**Your objective:** Write out each line of the entries exactly, starting at the first and finishing with the line that contains "directory, format, concurrency".

= = = =

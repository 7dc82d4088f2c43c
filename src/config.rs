//! Configuration types for czds-dl
//!
//! A [`Config`] is built once, validated, and then shared read-only (as
//! `Arc<Config>`) by every component of the pipeline. Nothing mutates it
//! after construction.

use crate::error::{Error, Result};
use crate::types::Credential;
use serde::{Deserialize, Serialize};
use std::{path::PathBuf, time::Duration};

/// Main configuration for [`CzdsClient`](crate::CzdsClient)
///
/// Fields are organized into logical sub-configs:
/// - [`credential`](Credential) - account used to obtain bearer tokens
/// - [`api`](ApiConfig) - endpoint hosts and network timeouts
/// - [`download`](DownloadConfig) - output directory, format, concurrency
/// - [`retry`](RetryConfig) - optional per-link retry of transient failures
#[derive(Clone, Debug, Default, Serialize, Deserialize)]
pub struct Config {
    /// Account credential exchanged for bearer tokens
    pub credential: Credential,

    /// API endpoints and timeouts
    #[serde(default)]
    pub api: ApiConfig,

    /// Download behavior settings
    #[serde(default)]
    pub download: DownloadConfig,

    /// Retry policy for transient per-link failures
    #[serde(default)]
    pub retry: RetryConfig,
}

impl Config {
    /// Build a configuration with default settings for the given account
    pub fn new(username: impl Into<String>, password: impl Into<String>) -> Self {
        Self {
            credential: Credential::new(username, password),
            ..Default::default()
        }
    }

    /// Output directory for zone files
    pub fn output_dir(&self) -> &PathBuf {
        &self.download.output_dir
    }

    /// Number of download workers, resolving the default from available parallelism
    pub fn worker_count(&self) -> usize {
        self.download
            .worker_count
            .unwrap_or_else(default_worker_count)
            .max(1)
    }

    /// Check the configuration for values that can never work.
    ///
    /// # Errors
    ///
    /// Returns [`Error::Config`] naming the offending key if:
    /// - the username or password is empty
    /// - `api.base_url` or `api.auth_url` is not an absolute URL
    /// - `download.worker_count` is explicitly set to zero
    pub fn validate(&self) -> Result<()> {
        if self.credential.username.trim().is_empty() {
            return Err(config_error("username must not be empty", "credential.username"));
        }
        if self.credential.password.is_empty() {
            return Err(config_error("password must not be empty", "credential.password"));
        }
        for (key, value) in [
            ("api.base_url", &self.api.base_url),
            ("api.auth_url", &self.api.auth_url),
        ] {
            if let Err(e) = url::Url::parse(value) {
                return Err(config_error(&format!("invalid URL '{value}': {e}"), key));
            }
        }
        if self.download.worker_count == Some(0) {
            return Err(config_error(
                "worker_count must be at least 1",
                "download.worker_count",
            ));
        }
        Ok(())
    }
}

fn config_error(message: &str, key: &str) -> Error {
    Error::Config {
        message: message.to_string(),
        key: Some(key.to_string()),
    }
}

/// API endpoint and network settings
///
/// Only the hosts are configurable. The paths below each host are fixed by
/// the CZDS API (`/czds/downloads/links` under `base_url`).
#[derive(Clone, Debug, Serialize, Deserialize)]
pub struct ApiConfig {
    /// CZDS API base URL (default: "https://czds-api.icann.org")
    #[serde(default = "default_base_url")]
    pub base_url: String,

    /// Account authentication URL (default: "https://account-api.icann.org/api/authenticate")
    #[serde(default = "default_auth_url")]
    pub auth_url: String,

    /// Maximum wait for response headers and for each body chunk (default: 60 seconds)
    #[serde(default = "default_request_timeout", with = "duration_serde")]
    pub request_timeout: Duration,

    /// TCP/TLS connect timeout (default: 30 seconds)
    #[serde(default = "default_connect_timeout", with = "duration_serde")]
    pub connect_timeout: Duration,

    /// User-Agent header sent with every request
    #[serde(default = "default_user_agent")]
    pub user_agent: String,
}

impl Default for ApiConfig {
    fn default() -> Self {
        Self {
            base_url: default_base_url(),
            auth_url: default_auth_url(),
            request_timeout: default_request_timeout(),
            connect_timeout: default_connect_timeout(),
            user_agent: default_user_agent(),
        }
    }
}

impl ApiConfig {
    /// Full URL of the zone link listing endpoint
    pub fn links_url(&self) -> String {
        format!("{}/czds/downloads/links", self.base_url.trim_end_matches('/'))
    }
}

/// Download behavior configuration
#[derive(Clone, Debug, Serialize, Deserialize)]
pub struct DownloadConfig {
    /// Directory zone files are written to (default: "./zonefiles")
    #[serde(default = "default_output_dir")]
    pub output_dir: PathBuf,

    /// What is produced from each downloaded body (default: none)
    #[serde(default)]
    pub output_format: OutputFormat,

    /// Number of concurrent download workers (default: available parallelism x 5)
    #[serde(default)]
    pub worker_count: Option<usize>,

    /// How to handle a zone file that already exists on disk (default: overwrite)
    #[serde(default)]
    pub file_collision: FileCollisionAction,

    /// Write to `<name>.part` and rename once the body is complete (default: false)
    ///
    /// Without this, a cancelled or failed download leaves a truncated file at
    /// the final path.
    #[serde(default)]
    pub atomic_writes: bool,
}

impl Default for DownloadConfig {
    fn default() -> Self {
        Self {
            output_dir: default_output_dir(),
            output_format: OutputFormat::default(),
            worker_count: None,
            file_collision: FileCollisionAction::default(),
            atomic_writes: false,
        }
    }
}

/// Output mode for downloaded zone files (mutually exclusive)
#[derive(Clone, Copy, Debug, Default, PartialEq, Eq, Serialize, Deserialize)]
#[serde(rename_all = "snake_case")]
pub enum OutputFormat {
    /// Write the raw response bytes to disk, no decoding (default)
    #[default]
    None,
    /// Decompress into lines, write them to disk and emit each line
    Text,
    /// Decompress into lines, write them to disk and emit a parsed record per line
    Json,
}

impl OutputFormat {
    /// Whether the body is decompressed and split into lines
    pub fn decodes(&self) -> bool {
        !matches!(self, OutputFormat::None)
    }
}

impl std::str::FromStr for OutputFormat {
    type Err = Error;

    fn from_str(s: &str) -> Result<Self> {
        match s.to_ascii_lowercase().as_str() {
            "none" | "raw" => Ok(OutputFormat::None),
            "text" | "txt" => Ok(OutputFormat::Text),
            "json" => Ok(OutputFormat::Json),
            other => Err(config_error(
                &format!("unknown output format '{other}' (expected none, text or json)"),
                "download.output_format",
            )),
        }
    }
}

/// File collision handling strategy
#[derive(Clone, Copy, Debug, Default, PartialEq, Eq, Serialize, Deserialize)]
#[serde(rename_all = "snake_case")]
pub enum FileCollisionAction {
    /// Append (1), (2), etc. to filename
    Rename,
    /// Overwrite existing file (default)
    #[default]
    Overwrite,
    /// Fail the link, keep existing file
    Skip,
}

/// Retry configuration for transient per-link failures
///
/// The default performs no retries: a transient failure is reported in the
/// link's result. Set `max_attempts` to opt in to exponential backoff.
#[derive(Clone, Debug, Serialize, Deserialize)]
pub struct RetryConfig {
    /// Maximum number of retry attempts (default: 0)
    #[serde(default)]
    pub max_attempts: u32,

    /// Initial delay before first retry (default: 1 second)
    #[serde(default = "default_initial_delay", with = "duration_serde")]
    pub initial_delay: Duration,

    /// Maximum delay between retries (default: 60 seconds)
    #[serde(default = "default_max_delay", with = "duration_serde")]
    pub max_delay: Duration,

    /// Multiplier for exponential backoff (default: 2.0)
    #[serde(default = "default_backoff_multiplier")]
    pub backoff_multiplier: f64,

    /// Add random jitter to delays (default: true)
    #[serde(default = "default_true")]
    pub jitter: bool,
}

impl Default for RetryConfig {
    fn default() -> Self {
        Self {
            max_attempts: 0,
            initial_delay: default_initial_delay(),
            max_delay: default_max_delay(),
            backoff_multiplier: default_backoff_multiplier(),
            jitter: true,
        }
    }
}

/// Default worker count: five workers per available processing unit
pub fn default_worker_count() -> usize {
    std::thread::available_parallelism()
        .map(|n| n.get())
        .unwrap_or(1)
        * 5
}

// Default value functions
fn default_base_url() -> String {
    "https://czds-api.icann.org".to_string()
}

fn default_auth_url() -> String {
    "https://account-api.icann.org/api/authenticate".to_string()
}

fn default_request_timeout() -> Duration {
    Duration::from_secs(60)
}

fn default_connect_timeout() -> Duration {
    Duration::from_secs(30)
}

fn default_user_agent() -> String {
    format!("czds-dl/{}", env!("CARGO_PKG_VERSION"))
}

fn default_output_dir() -> PathBuf {
    PathBuf::from("zonefiles")
}

fn default_true() -> bool {
    true
}

fn default_initial_delay() -> Duration {
    Duration::from_secs(1)
}

fn default_max_delay() -> Duration {
    Duration::from_secs(60)
}

fn default_backoff_multiplier() -> f64 {
    2.0
}

// Duration serialization helper
mod duration_serde {
    use serde::{Deserialize, Deserializer, Serializer};
    use std::time::Duration;

    pub fn serialize<S>(duration: &Duration, serializer: S) -> Result<S::Ok, S::Error>
    where
        S: Serializer,
    {
        serializer.serialize_u64(duration.as_secs())
    }

    pub fn deserialize<'de, D>(deserializer: D) -> Result<Duration, D::Error>
    where
        D: Deserializer<'de>,
    {
        let secs = u64::deserialize(deserializer)?;
        Ok(Duration::from_secs(secs))
    }
}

= = = =

**Answer to this exercise:**
repository 7dc82d4088f2c43c
filename src/config.rs
//! Configuration types for czds-dl
//!
//! A [`Config`] is built once, validated, and then shared read-only (as
//! `Arc<Config>`) by every component of the pipeline. Nothing mutates it
//! after construction.

use crate::error::{Error, Result};
use crate::types::Credential;
use serde::{Deserialize, Serialize};
use std::{path::PathBuf, time::Duration};

/// Main configuration for [`CzdsClient`](crate::CzdsClient)
///
/// Fields are organized into logical sub-configs:
/// - [`credential`](Credential) - account used to obtain bearer tokens
/// - [`api`](ApiConfig) - endpoint hosts and network timeouts
/// - [`download`](DownloadConfig) - output directory, format, concurrency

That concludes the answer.